Located roughly 20 minutes from downtown Portland, the Royal River is a popular destination for flat-water paddlers three seasons of the year as well as for skaters, snowmobilers and others during winter. L.L. Bean regularly uses the river in Yarmouth for kayaking, canoeing and paddleboarding lessons or programs offered through Outdoor Discovery School based just a few miles up Route 1 in Freeport.
Dams on the lower Royal River in Yarmouth once supported large mills but now create a roughly 6-mile stretch of flat water between Yarmouth and North Yarmouth that draws local residents and others from the Greater Portland area. Although there has been a robust debate for years about whether to remove the two lower dams, town officials have shelved those discussions amid concerns over impacts to the popular flat-water section and potential contaminants in sediments behind the dams.
The Yarmouth Riverfront Woods Preserve was one of 15 projects slated to receive a slice of $3.2 million in funding that the Land for Maine’s Future board allocated last week. It was the first LMF funding competition in three years, with 26 projects statewide submitting applications totaling roughly $7 million from the popular, state-run conservation program.
The land trust and Yarmouth officials touted the Yarmouth Riverfront Woods Preserve as a “shovel-ready” project because the town had already agreed to earmark $110,000 to the acquisition. When combined with existing town-owned preserves, the Riverfront Woods Preserve would create an “81-acre natural corridor with over one-half mile of the Royal River running through its center.” One of the parcels already owned by the town, the 22-acre Hilda Barker Preserve, abuts the proposed Riverfront Woods Preserve but lacks a dedicated public access point. The other existing preserve is the 35-acre Sligo Road Preserve, located across the river.
“It would be one of the largest contiguous areas of preserved land in Yarmouth – where the public could recreate, and plants, animals and wildlife could thrive,” Yarmouth Town Manager Nat Tupper wrote to the LMF in September. “It would be a lush sanctuary adjacent to growing neighborhoods, near Yarmouth’s schools and commercial core that would offer a convenient recreation opportunity for residents, local employees and visitors.”
The current property owners, the Dugas family, have agreed to sell the property to the town for $135,000 less than the appraised value. At the same time, the family is seeking town authorization to build a subdivision on land located between the 24-acre Riverfront Woods Preserve parcel and East Elm Street.

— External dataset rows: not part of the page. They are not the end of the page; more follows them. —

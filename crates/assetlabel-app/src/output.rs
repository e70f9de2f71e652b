// SPDX-License-Identifier: PMPL-1.0-or-later
// Copyright (c) 2026 Jonathan D.A. Jewell (hyperpolymath) <jonathan.jewell@open.ac.uk>
//
// Output directory resolution.

use std::path::{Path, PathBuf};

use assetlabel_core::error::{LabelError, Result};
use tracing::info;

/// Create the label directory if needed and return its absolute path.
///
/// Relative paths resolve against the current working directory. Existing
/// files inside are left alone; labels with the same name are overwritten
/// when they are rendered.
pub fn prepare_output_dir(dir: &Path) -> Result<PathBuf> {
    std::fs::create_dir_all(dir).map_err(|err| {
        LabelError::Config(format!(
            "cannot create output directory {}: {}",
            dir.display(),
            err
        ))
    })?;
    let dir = std::path::absolute(dir)?;
    info!(path = %dir.display(), "labels will be written here");
    Ok(dir)
}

While town officials insist the preserve proposal and the subdivision are separate and independent transactions, the Dugas family has agreed to build a public road, parking lot and trails to access the adjacent Barker preserve and the Riverfront Woods Preserve.
The $110,000 in town funds will come from a land acquisition reserve account created by Yarmouth officials several decades ago for special projects such as this, Tupper said Wednesday. While the expenditure will deplete the reserve account for now, Tupper said, Yarmouth leaders wanted to seize the opportunity to preserve riverfront land that could be subdivided.
“It’s a small town of only about 8,900 acres to start with that is under a lot of pressure for development,” Tupper said. “And here we have a significant section of the Royal River that is pretty unspoiled.”